Omar Everleny Pérez, a Cuban economist and college professor, says the primary culprits are the federal government’s rising fiscal deficit, the nonexistence of banknotes with a denomination larger than 1,000 Cuban pesos (about $3 within the parallel market), stubbornly excessive inflation and the non-return of money to banks.
“There may be cash, sure, however not within the banks,” mentioned Pérez, including that many of the money is being held not by salaried employees, however by entrepreneurs and homeowners of small- and medium-size enterprise who usually tend to gather money from business transactions however are reluctant to return the cash to the banks.
This, Pérez says, is both as a result of they don’t belief the native banks or just because they want the Cuban pesos to transform into overseas foreign money.
Most entrepreneurs and small enterprise homeowners in Cuba should import virtually every thing they promote or pay in overseas foreign money for the provides wanted to run their companies. As a consequence, many find yourself hoarding Cuban pesos to later grow to be overseas foreign money on the casual market.
Changing these Cuban pesos to different currencies poses yet one more problem, as there are a number of, extremely fluctuating trade charges within the island.
For instance, the official price utilized by authorities industries and companies is 24 pesos to the U.S. greenback, whereas for people, the speed is 120 pesos to the greenback. Nevertheless, the greenback can fetch as much as 350 Cuban pesos on the casual market.
Pérez notes that in 2018, 50% of the money in circulation was within the fingers of the Cuban inhabitants and the opposite half in Cuban banks. However in 2022, the newest 12 months for which data is accessible, 70% of money was within the wallets of people.
Cuban financial authorities didn’t instantly reply to AP’s emailed request for remark.
The scarcity of money comes as Cubans grapple with a fancy financial system by which a number of currencies flow into, together with a digital foreign money, MLC, created in 2019.
Then, in 2023 the federal government introduced a number of measures aimed toward selling a “cashless society,” making using bank cards obligatory to pay for some transactions — together with purchases of meals, gas and different primary items — however many companies merely refuse to simply accept them.
Making issues worse is stubbornly excessive inflation, which means increasingly bodily payments are wanted to purchase merchandise.
In keeping with official figures, inflation stood at 77% in 2021, then dropped to 31% in 2023. However for the common Cuban, the official figures barely replicate the fact of their lives, since market inflation can attain as much as three digits on the casual market. For instance, a carton of eggs, which bought for 300 Cuban pesos in 2019, nowadays sells for about 3,100 pesos.

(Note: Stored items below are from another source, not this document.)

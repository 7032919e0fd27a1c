// Copyright (C) 2026 Michael Wilson <mike@mdwn.dev>
//
// This program is free software: you can redistribute it and/or modify it under
// the terms of the GNU General Public License as published by the Free Software
// Foundation, version 3.
//
// This program is distributed in the hope that it will be useful, but WITHOUT
// ANY WARRANTY; without even the implied warranty of MERCHANTABILITY or FITNESS
// FOR A PARTICULAR PURPOSE. See the GNU General Public License for more details.
//
// You should have received a copy of the GNU General Public License along with
// this program. If not, see <https://www.gnu.org/licenses/>.
//
// An immutable PCM (or compressed) audio asset with loop metadata. Clips are
// configured once at load time and then shared read-only between any number
// of sound sources.
//

use std::{fs, io, path::Path, sync::Arc};

use tracing::debug;

use crate::decoder::{symphonia::SymphoniaDecoder, Decoder, DecoderError};

/// Errors that can occur while loading a clip.
#[derive(Debug, thiserror::Error)]
pub enum ClipError {
    /// IO error while reading the asset.
    #[error("IO error: {0}")]
    Io(#[from] io::Error),

    /// The WAV container could not be parsed.
    #[error("WAV error: {0}")]
    Wav(#[from] hound::Error),

    /// The PCM layout is not one the mixer can play.
    #[error("Unsupported PCM format: {bits} bits, {channels} channels")]
    UnsupportedFormat { bits: u16, channels: u16 },

    /// The compressed payload could not be opened for probing.
    #[error("Decoder error: {0}")]
    Decoder(#[from] DecoderError),
}

/// An audio asset. Either decoded PCM played directly by the mixing routines
/// or a compressed payload (kept verbatim) played through the stream path.
#[derive(Clone)]
pub struct Clip {
    /// Interleaved PCM bytes, or the verbatim compressed payload.
    data: Arc<Vec<u8>>,
    /// Native sample rate in Hz.
    frequency: u32,
    /// Bytes per single-channel sample (1 or 2).
    sample_size: u32,
    /// Whether the PCM is two-channel interleaved.
    stereo: bool,
    /// Whether playback loops instead of stopping at the end.
    looped: bool,
    /// Loop re-entry point, in bytes from the start of the data.
    repeat: usize,
    /// One past the last playable byte. Always frame aligned.
    end: usize,
    /// Whether `data` holds a compressed payload rather than PCM.
    compressed: bool,
    /// Duration of a compressed payload in seconds, learned at probe time.
    compressed_length: f32,
}

impl Clip {
    /// Creates a clip from raw interleaved PCM bytes. Sixteen bit data is
    /// little endian; the length is aligned down to a whole frame.
    pub fn from_pcm(data: Vec<u8>, frequency: u32, sixteen_bit: bool, stereo: bool) -> Clip {
        let sample_size: u32 = if sixteen_bit { 2 } else { 1 };
        let frame_size = (sample_size as usize) << (stereo as usize);
        let end = data.len() - data.len() % frame_size;

        Clip {
            data: Arc::new(data),
            frequency,
            sample_size,
            stereo,
            looped: false,
            repeat: 0,
            end,
            compressed: false,
            compressed_length: 0.0,
        }
    }

    /// Creates a 16-bit clip from interleaved samples.
    pub fn from_pcm16(samples: &[i16], frequency: u32, stereo: bool) -> Clip {
        let mut data = Vec::with_capacity(samples.len() * 2);
        for sample in samples {
            data.extend_from_slice(&sample.to_le_bytes());
        }
        Clip::from_pcm(data, frequency, true, stereo)
    }

    /// Loads a clip from a file, picking the WAV loader for `.wav` and
    /// keeping anything else as a compressed payload for streamed playback.
    pub fn from_file<P: AsRef<Path>>(path: P) -> Result<Clip, ClipError> {
        let path = path.as_ref();
        let is_wav = path
            .extension()
            .map(|ext| ext.eq_ignore_ascii_case("wav"))
            .unwrap_or(false);
        if is_wav {
            Clip::from_wav_file(path)
        } else {
            Clip::from_compressed(fs::read(path)?)
        }
    }

    /// Loads an 8 or 16-bit PCM WAV file into a clip.
    pub fn from_wav_file<P: AsRef<Path>>(path: P) -> Result<Clip, ClipError> {
        let clip = Clip::from_wav(io::BufReader::new(fs::File::open(path.as_ref())?))?;
        debug!(
            path = %path.as_ref().display(),
            frequency = clip.frequency,
            stereo = clip.stereo,
            frames = clip.frames(),
            "Loaded WAV clip."
        );
        Ok(clip)
    }

    /// Reads a WAV stream into a clip.
    pub fn from_wav<R: io::Read>(reader: R) -> Result<Clip, ClipError> {
        let mut wav_reader = hound::WavReader::new(reader)?;
        let spec = wav_reader.spec();

        if spec.channels == 0 || spec.channels > 2 {
            return Err(ClipError::UnsupportedFormat {
                bits: spec.bits_per_sample,
                channels: spec.channels,
            });
        }
        let stereo = spec.channels == 2;

        let data = match (spec.sample_format, spec.bits_per_sample) {
            (hound::SampleFormat::Int, 8) => {
                let mut data = Vec::new();
                for sample in wav_reader.samples::<i32>() {
                    data.push(sample? as i8 as u8);
                }
                return Ok(Clip::from_pcm(data, spec.sample_rate, false, stereo));
            }
            (hound::SampleFormat::Int, 16) => {
                let mut data = Vec::new();
                for sample in wav_reader.samples::<i32>() {
                    data.extend_from_slice(&(sample? as i16).to_le_bytes());
                }
                data
            }
            // Float WAVs are rescaled into 16-bit storage.
            (hound::SampleFormat::Float, _) => {
                let mut data = Vec::new();
                for sample in wav_reader.samples::<f32>() {
                    let scaled = (sample? * i16::MAX as f32)
                        .round()
                        .clamp(i16::MIN as f32, i16::MAX as f32) as i16;
                    data.extend_from_slice(&scaled.to_le_bytes());
                }
                data
            }
            _ => {
                return Err(ClipError::UnsupportedFormat {
                    bits: spec.bits_per_sample,
                    channels: spec.channels,
                })
            }
        };

        Ok(Clip::from_pcm(data, spec.sample_rate, true, stereo))
    }

    /// Wraps a compressed payload, probing it once for format and duration.
    /// Playback decodes on the fly through the stream path.
    pub fn from_compressed(payload: Vec<u8>) -> Result<Clip, ClipError> {
        let payload = Arc::new(payload);
        let probe = SymphoniaDecoder::from_shared_bytes(Arc::clone(&payload))?;
        let frequency = probe.frequency();
        let stereo = probe.is_stereo();
        let compressed_length = probe.length_seconds().unwrap_or(0.0);
        debug!(
            frequency,
            stereo, compressed_length, "Probed compressed clip."
        );

        Ok(Clip {
            end: payload.len(),
            data: payload,
            frequency,
            sample_size: 2,
            stereo,
            looped: false,
            repeat: 0,
            compressed: true,
            compressed_length,
        })
    }

    /// Enables or disables looping. The loop re-entry point is reset to the
    /// clip start when looping is switched on this way.
    pub fn set_looped(&mut self, looped: bool) {
        self.looped = looped;
        self.repeat = 0;
    }

    /// Enables looping with a re-entry point at the given frame.
    pub fn set_loop_point(&mut self, frame: usize) {
        let byte = (frame * self.frame_size()).min(self.end);
        self.looped = true;
        self.repeat = byte;
    }

    /// Overrides the native sample rate.
    pub fn set_frequency(&mut self, frequency: u32) {
        self.frequency = frequency;
    }

    pub fn is_looped(&self) -> bool {
        self.looped
    }

    pub fn is_compressed(&self) -> bool {
        self.compressed
    }

    pub fn is_sixteen_bit(&self) -> bool {
        self.sample_size == 2
    }

    pub fn is_stereo(&self) -> bool {
        self.stereo
    }

    pub fn frequency(&self) -> u32 {
        self.frequency
    }

    /// Bytes per single-channel sample.
    pub fn sample_size(&self) -> u32 {
        self.sample_size
    }

    /// Bytes per interleaved frame.
    pub fn frame_size(&self) -> usize {
        (self.sample_size as usize) << (self.stereo as usize)
    }

    /// The raw backing bytes.
    pub fn data(&self) -> &[u8] {
        &self.data
    }

    /// One past the last playable byte.
    pub fn end(&self) -> usize {
        self.end
    }

    /// Loop re-entry point in bytes.
    pub fn repeat(&self) -> usize {
        self.repeat
    }

    /// Whether there is anything to play at all.
    pub fn has_data(&self) -> bool {
        !self.data.is_empty() && self.end > 0
    }

    /// Total length in frames. Zero for compressed clips; see
    /// `length_seconds` for those.
    pub fn frames(&self) -> usize {
        if self.compressed {
            0
        } else {
            self.end / self.frame_size()
        }
    }

    /// Total length in seconds.
    pub fn length_seconds(&self) -> f32 {
        if self.compressed {
            self.compressed_length
        } else if self.frequency == 0 {
            0.0
        } else {
            self.frames() as f32 / self.frequency as f32
        }
    }

    /// Opens a fresh decoder over a compressed payload. Returns None for
    /// plain PCM clips.
    pub fn create_decoder(&self) -> Option<Result<Box<dyn Decoder>, DecoderError>> {
        if !self.compressed {
            return None;
        }
        Some(
            SymphoniaDecoder::from_shared_bytes(Arc::clone(&self.data))
                .map(|decoder| Box::new(decoder) as Box<dyn Decoder>),
        )
    }
}

impl std::fmt::Debug for Clip {
    fn fmt(&self, f: &mut std::fmt::Formatter<'_>) -> std::fmt::Result {
        f.debug_struct("Clip")
            .field("bytes", &self.data.len())
            .field("frequency", &self.frequency)
            .field("sample_size", &self.sample_size)
            .field("stereo", &self.stereo)
            .field("looped", &self.looped)
            .field("compressed", &self.compressed)
            .finish()
    }
}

All whereas the month-to-month wage for Cuban state employees ranges between 5,000 and seven,000 Cuban pesos (between $14 and $20 within the parallel market).
“To dwell in an economic system that, along with having a number of currencies, has a number of trade charges and a three-digit inflation is kind of sophisticated,” mentioned Pavel Vidal, a Cuba professional and professor at Colombia’s Javeriana College of Cali.